Lyla hanya berdecak kesal dan kembali ke tempatnya tadi.

Pagi ini seperti biasa Vania sarapan dengan papahnya saja, lantaran mamahnya sudah menutuskan untuk pisah dan tinggal ditempat yang berbeda.

" Gimana sekolah kamu?" Papahnya kini bertanya disela-sela sarapannya.

" Baik, baik aja koq." Vania sudah mengigit roti bakarnya.

Papahnya hanya menganggukan kepalanya, ia tersenyum melihat anaknya kini sudah besar dan semakin cantik.

•••

Suasana koridor pun sudah mulai ramai, Vania kini sedang berjalan kearah kelasnya seorang diri.

Setiap langkah yang ia injak setiap senyumannya juga mengembang lantaran ada saja yang memanggil namanya atau bertukar sapa dengan Vania.

" Van?" Kini suara Jessy sudah berada diujung koridor.

Vania mempercepat langkahnya, mendekati temannya itu.

" Tumben lo baru dateng?" Belum juga sampai kelas kini sudah mendapatkan pertanyaan dari Jessy.

" Biasa ada urusan sebentar." Jawabnya cuek. Kini mereka berdua sudah berjalan menaiki tangga yang menghubungkan dengan kelasnya.

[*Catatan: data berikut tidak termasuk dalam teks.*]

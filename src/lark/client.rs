//! Authenticated HTTP access to the Lark Open Platform.
//!
//! Every call presents a bearer tenant token, retries transient failures with
//! exponential backoff, and treats a non-zero `code` in the JSON body as a
//! failure regardless of the HTTP status.

use std::sync::Arc;
use std::time::Duration;

use crate::config::LarkConfig;
use crate::error::{LarkError, Result};
use crate::lark::token::{TenantTokenIssuer, TokenCache};

/// Feishu/Lark API business code for expired/invalid tenant access token.
pub const LARK_INVALID_ACCESS_TOKEN_CODE: i64 = 99_991_663;

#[derive(Debug, Clone, Copy)]
pub struct RetryPolicy {
    pub max_attempts: u32,
    pub base_backoff: Duration,
    pub backoff_cap: Duration,
    pub retry_after_cap: Duration,
}

impl Default for RetryPolicy {
    fn default() -> Self {
        Self {
            max_attempts: 3,
            base_backoff: Duration::from_secs(1),
            backoff_cap: Duration::from_secs(10),
            retry_after_cap: Duration::from_secs(30),
        }
    }
}

/// Binary body returned by a download endpoint.
#[derive(Debug, Clone)]
pub struct Download {
    pub bytes: Vec<u8>,
    pub content_type: String,
}

pub(crate) fn extract_response_code(body: &serde_json::Value) -> Option<i64> {
    body.get("code").and_then(|c| c.as_i64())
}

fn should_refresh_token(status: reqwest::StatusCode, body: &serde_json::Value) -> bool {
    status == reqwest::StatusCode::UNAUTHORIZED
        || extract_response_code(body) == Some(LARK_INVALID_ACCESS_TOKEN_CODE)
}

/// Non-zero `code` wins over the HTTP status; a missing `code` on a non-2xx is an HTTP failure.
pub(crate) fn ensure_api_success(
    status: reqwest::StatusCode,
    body: &serde_json::Value,
    context: &str,
) -> Result<()> {
    let code = extract_response_code(body);
    if let Some(code) = code.filter(|c| *c != 0) {
        let msg = body
            .get("msg")
            .and_then(|m| m.as_str())
            .unwrap_or("unknown error");
        return Err(LarkError::api(context, code, msg));
    }
    if !status.is_success() {
        return Err(LarkError::UpstreamHttp {
            context: context.to_string(),
            status,
        });
    }
    if code.is_none() {
        return Err(LarkError::unexpected(context, format!("missing code in body: {body}")));
    }
    Ok(())
}

#[derive(Clone)]
pub struct LarkClient {
    http: reqwest::Client,
    api_base: String,
    tokens: Arc<TokenCache>,
    retry: RetryPolicy,
}

impl LarkClient {
    pub fn new(http: reqwest::Client, api_base: impl Into<String>, tokens: Arc<TokenCache>) -> Self {
        Self {
            http,
            api_base: api_base.into().trim_end_matches('/').to_string(),
            tokens,
            retry: RetryPolicy::default(),
        }
    }

    /// Build the HTTP client, token issuer and cache from config.
    pub fn from_config(config: &LarkConfig) -> Result<Self> {
        let credentials = config.credentials()?;
        let http = reqwest::Client::builder()
            .timeout(Duration::from_secs(config.request_timeout_secs))
            .connect_timeout(Duration::from_secs(config.request_timeout_secs.min(10)))
            .build()?;
        let api_base = config.api_base();
        let issuer = TenantTokenIssuer::new(http.clone(), &api_base, credentials);
        let tokens = Arc::new(TokenCache::new(
            Arc::new(issuer),
            Duration::from_secs(config.token_refresh_margin_secs),
        ));
        Ok(Self::new(http, api_base, tokens))
    }

    pub fn with_retry(mut self, retry: RetryPolicy) -> Self {
        self.retry = retry;
        self
    }

    pub fn api_base(&self) -> &str {
        &self.api_base
    }

    pub fn tokens(&self) -> &Arc<TokenCache> {
        &self.tokens
    }

    pub(crate) fn url(&self, path: &str) -> String {
        format!("{}{path}", self.api_base)
    }

    /// Send an HTTP request with retry and exponential backoff.
    /// Retries on 429 (with Retry-After parsing), 5xx, and network errors.
    /// Non-retryable 4xx (except 429) are returned immediately.
    async fn send_with_retry<F>(&self, build_request: F) -> Result<reqwest::Response>
    where
        F: Fn() -> reqwest::RequestBuilder,
    {
        let mut backoff = self.retry.base_backoff;

        for attempt in 0..=self.retry.max_attempts {
            let resp = match build_request().send().await {
                Ok(resp) => resp,
                Err(e) => {
                    if attempt == self.retry.max_attempts {
                        return Err(e.into());
                    }
                    tracing::warn!(attempt, "Lark request failed (network): {e}, retrying");
                    tokio::time::sleep(backoff).await;
                    backoff = (backoff * 2).min(self.retry.backoff_cap);
                    continue;
                }
            };

            let status = resp.status();
            if status.is_success()
                || (status.is_client_error() && status.as_u16() != 429)
                || attempt == self.retry.max_attempts
            {
                return Ok(resp);
            }

            let wait = if status.as_u16() == 429 {
                resp.headers()
                    .get("retry-after")
                    .and_then(|v| v.to_str().ok())
                    .and_then(|s| s.parse::<f64>().ok())
                    .map(|secs| {
                        Duration::from_secs_f64(secs.max(0.0)).min(self.retry.retry_after_cap)
                    })
                    .unwrap_or(backoff)
            } else {
                backoff
            };

            tracing::warn!(
                attempt,
                status = %status,
                wait_ms = wait.as_millis() as u64,
                "Lark request failed, retrying"
            );
            tokio::time::sleep(wait).await;
            backoff = (backoff * 2).min(self.retry.backoff_cap);
        }

        Err(LarkError::unexpected("request", "retry loop exhausted"))
    }

    async fn send_once_json<F>(&self, token: &str, build: &F) -> Result<(reqwest::StatusCode, serde_json::Value)>
    where
        F: Fn(&reqwest::Client, &str) -> reqwest::RequestBuilder,
    {
        let resp = self
            .send_with_retry(|| build(&self.http, token).bearer_auth(token))
            .await?;
        let status = resp.status();
        let bytes = resp.bytes().await?;
        let body = serde_json::from_slice(&bytes).unwrap_or(serde_json::Value::Null);
        Ok((status, body))
    }

    /// Authenticated JSON call. Refreshes the token once on 401 / invalid-token code.
    pub async fn call_json<F>(&self, context: &str, build: F) -> Result<serde_json::Value>
    where
        F: Fn(&reqwest::Client, &str) -> reqwest::RequestBuilder,
    {
        let token = self.tokens.get_token().await?;
        let (mut status, mut body) = self.send_once_json(&token, &build).await?;

        if should_refresh_token(status, &body) {
            tracing::info!("Lark {context}: tenant token rejected, refreshing");
            self.tokens.invalidate().await;
            let token = self.tokens.get_token().await?;
            (status, body) = self.send_once_json(&token, &build).await?;
        }

        ensure_api_success(status, &body, context)?;
        Ok(body)
    }

    pub async fn get_json(
        &self,
        context: &str,
        path: &str,
        query: &[(&str, String)],
    ) -> Result<serde_json::Value> {
        let url = self.url(path);
        self.call_json(context, |http, _| http.get(&url).query(query))
            .await
    }

    pub async fn post_json(
        &self,
        context: &str,
        path: &str,
        body: &serde_json::Value,
    ) -> Result<serde_json::Value> {
        let url = self.url(path);
        self.call_json(context, |http, _| http.post(&url).json(body))
            .await
    }

    pub async fn put_json(
        &self,
        context: &str,
        path: &str,
        body: &serde_json::Value,
    ) -> Result<serde_json::Value> {
        let url = self.url(path);
        self.call_json(context, |http, _| http.put(&url).json(body))
            .await
    }

    /// POST a pre-encoded body with an explicit content type.
    pub async fn post_raw(
        &self,
        context: &str,
        path: &str,
        content_type: &str,
        body: &[u8],
    ) -> Result<serde_json::Value> {
        let url = self.url(path);
        self.call_json(context, |http, _| {
            http.post(&url)
                .header(reqwest::header::CONTENT_TYPE, content_type)
                .body(body.to_vec())
        })
        .await
    }

    /// GET a binary resource. A non-2xx status is a failure.
    pub async fn get_bytes(&self, context: &str, path: &str) -> Result<Download> {
        let url = self.url(path);
        let token = self.tokens.get_token().await?;
        let resp = self
            .send_with_retry(|| self.http.get(&url).bearer_auth(&token))
            .await?;
        let status = resp.status();
        if !status.is_success() {
            return Err(LarkError::UpstreamHttp {
                context: context.to_string(),
                status,
            });
        }
        let content_type = resp
            .headers()
            .get(reqwest::header::CONTENT_TYPE)
            .and_then(|v| v.to_str().ok())
            .unwrap_or("application/octet-stream")
            .to_string();
        let bytes = resp.bytes().await?.to_vec();
        Ok(Download {
            bytes,
            content_type,
        })
    }
}
#[cfg(test)]
mod tests {
    use super::*;
    use crate::emit::MemoryChannel;
    use crate::testutil::{record, RecordingRequester};
    use std::sync::Mutex;

    struct CountingHook {
        entity: EntityKind,
        saw_applied: Mutex<Vec<String>>,
        saw_removed: Mutex<Vec<String>>,
    }

    impl CountingHook {
        fn new(entity: EntityKind) -> Arc<Self> {
            Arc::new(Self {
                entity,
                saw_applied: Mutex::new(Vec::new()),
                saw_removed: Mutex::new(Vec::new()),
            })
        }
    }

    #[async_trait]
    impl ChangeHook for CountingHook {
        fn entity(&self) -> EntityKind {
            self.entity
        }

        async fn applied(
            &self,
            record: &ChangeRecord,
            _cx: &RelayContext,
        ) -> Result<RouteOutcome, RelayError> {
            expect_entity(self.entity, record)?;
            self.saw_applied.lock().unwrap().push(record.key.clone());
            Ok(RouteOutcome::default())
        }

        async fn removed(
            &self,
            snapshot: &ChangeRecord,
            _cx: &RelayContext,
        ) -> Result<RouteOutcome, RelayError> {
            self.saw_removed.lock().unwrap().push(
                snapshot
                    .field("name")
                    .unwrap_or_default()
                    .to_string(),
            );
            Ok(RouteOutcome::default())
        }
    }

    fn router_with(hook: Arc<dyn ChangeHook>) -> (ChangeRouter, Arc<MemoryChannel>) {
        let (store, resolver, _requester) = crate::testutil::pipeline(&[]);
        let channel = MemoryChannel::new();
        let cx = RelayContext::new(store, resolver, OrderedEmitter::new(channel.clone()));
        let mut router = ChangeRouter::new(cx, Duration::from_secs(60));
        router.register(hook);
        (router, channel)
    }

    #[tokio::test]
    async fn upsert_persists_then_invokes_hook() {
        let hook = CountingHook::new(EntityKind::Trust);
        let (router, _channel) = router_with(hook.clone());

        let mut inbound = record(EntityKind::Trust, "T1", &[("name", "Mercia")]);
        inbound.operation = Operation::Insert;
        router.route(inbound).await.unwrap();

        assert_eq!(hook.saw_applied.lock().unwrap().as_slice(), ["T1".to_string()]);
        let stored = router
            .context()
            .store
            .get(EntityKind::Trust, "T1")
            .unwrap();
        assert!(stored.is_some());
    }

    #[tokio::test]
    async fn unregistered_entity_is_unroutable() {
        let hook = CountingHook::new(EntityKind::Trust);
        let (router, _channel) = router_with(hook);

        let inbound = record(EntityKind::Site, "S1", &[]);
        let result = router.route(inbound).await;
        assert!(matches!(result, Err(RelayError::Unroutable(EntityKind::Site))));
    }

    #[tokio::test]
    async fn wrong_entity_dispatch_fails_fast() {
        let (store, resolver, _requester) = crate::testutil::pipeline(&[]);
        let channel = MemoryChannel::new();
        let cx = RelayContext::new(store, resolver, OrderedEmitter::new(channel));
        let hook = CountingHook::new(EntityKind::Trust);

        let wrong = record(EntityKind::Site, "S1", &[]);
        let result = hook.applied(&wrong, &cx).await;
        assert!(matches!(
            result,
            Err(RelayError::WrongEntity {
                expected: EntityKind::Trust,
                got: EntityKind::Site
            })
        ));
    }

    #[tokio::test]
    async fn delete_round_trips_snapshot_through_tombstone() {
        let hook = CountingHook::new(EntityKind::Trust);
        let (router, _channel) = router_with(hook.clone());

        let mut insert = record(EntityKind::Trust, "T1", &[("name", "Mercia")]);
        insert.operation = Operation::Insert;
        router.route(insert).await.unwrap();

        let mut delete = record(EntityKind::Trust, "T1", &[]);
        delete.operation = Operation::Delete;
        router.route(delete).await.unwrap();

        // The hook saw the pre-delete value, not the bare delete record.
        assert_eq!(hook.saw_removed.lock().unwrap().as_slice(), ["Mercia".to_string()]);
        // The row is gone and the tombstone was consumed.
        assert!(router
            .context()
            .store
            .get(EntityKind::Trust, "T1")
            .unwrap()
            .is_none());
        assert!(router.tombstones.is_empty());
    }

    #[tokio::test]
    async fn delete_of_unknown_entity_is_a_noop() {
        let hook = CountingHook::new(EntityKind::Trust);
        let (router, _channel) = router_with(hook.clone());

        let mut delete = record(EntityKind::Trust, "T9", &[]);
        delete.operation = Operation::Delete;
        let outcome = router.route(delete).await.unwrap();

        assert_eq!(outcome, RouteOutcome::default());
        assert!(hook.saw_removed.lock().unwrap().is_empty());
    }

    #[tokio::test]
    async fn lookup_hit_reprocesses_without_persisting() {
        let hook = CountingHook::new(EntityKind::Trust);
        let (router, _channel) = router_with(hook.clone());

        let mut insert = record(EntityKind::Trust, "T1", &[("name", "Old")]);
        insert.operation = Operation::Insert;
        router.route(insert).await.unwrap();

        // Probe with different inbound fields; the stored value is what
        // the hook must see, and the store must keep it.
        let mut probe = record(EntityKind::Trust, "T1", &[("name", "ProbeNoise")]);
        probe.operation = Operation::Lookup;
        router.route(probe).await.unwrap();

        assert_eq!(hook.saw_applied.lock().unwrap().len(), 2);
        let stored = router
            .context()
            .store
            .get(EntityKind::Trust, "T1")
            .unwrap()
            .unwrap();
        assert_eq!(stored.field("name"), Some("Old"));
    }

    #[tokio::test]
    async fn lookup_miss_goes_to_request_path() {
        let (store, resolver, requester) = crate::testutil::pipeline(&[]);
        let channel = MemoryChannel::new();
        let cx = RelayContext::new(store, resolver, OrderedEmitter::new(channel));
        let mut router = ChangeRouter::new(cx, Duration::from_secs(60));
        router.register(CountingHook::new(EntityKind::Trust));

        let mut probe = record(EntityKind::Trust, "T9", &[]);
        probe.operation = Operation::Lookup;
        let outcome = router.route(probe.clone()).await.unwrap();
        assert_eq!(outcome.requested, 1);
        assert_eq!(requester.count(), 1);

        // Second probe inside the TTL window is suppressed.
        let again = router.route(probe).await.unwrap();
        assert_eq!(again.requested, 0);
        assert_eq!(requester.count(), 1);
    }

    #[tokio::test]
    async fn upsert_evicts_request_suppression() {
        let (store, resolver, requester) = crate::testutil::pipeline(&[]);
        let channel = MemoryChannel::new();
        let cx = RelayContext::new(
            store,
            resolver.clone(),
            OrderedEmitter::new(channel),
        );
        let mut router = ChangeRouter::new(cx, Duration::from_secs(60));
        router.register(CountingHook::new(EntityKind::Trust));

        // A miss sets the suppression...
        resolver.resolve(EntityKind::Trust, "T1").await.unwrap();
        assert!(resolver.is_pending(EntityKind::Trust, "T1"));
        assert_eq!(requester.count(), 1);

        // ...and the entity arriving through the normal apply path lifts it.
        let mut insert = record(EntityKind::Trust, "T1", &[]);
        insert.operation = Operation::Insert;
        router.route(insert).await.unwrap();
        assert!(!resolver.is_pending(EntityKind::Trust, "T1"));
    }
}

Belum juga sampai kelas kini semua murid sekolahnya sudah berdiri didekat-dekat jendela Mipa 2.

Vania dan Jessy saling tukar pandang sehabis itu ia ikut melihat ada apa dikelasnya sampai semua murid berdiri disana.

Sudah ada satu siswa dan sebagain temannya duduk dibangku Vania. Siswa itu sudah membawa gitar dan mulai memetik gitar tersebut.

Jessy semakin penasaran lantara seorang siswa itu duduk dimeja Vania dan mejanya. Kini Jessy menarik lengan Vania agar masuk kekelasnya itu.

Sambil berdesak-desakan kini Vania dan Jessy sudah diambang pintu kelasnya, semua sorot matapun kini sudah tertuju pada mereka berdua.

" Akhirnya Vania dateng juga." Ucap seorang siswa itu yang memegang gitar.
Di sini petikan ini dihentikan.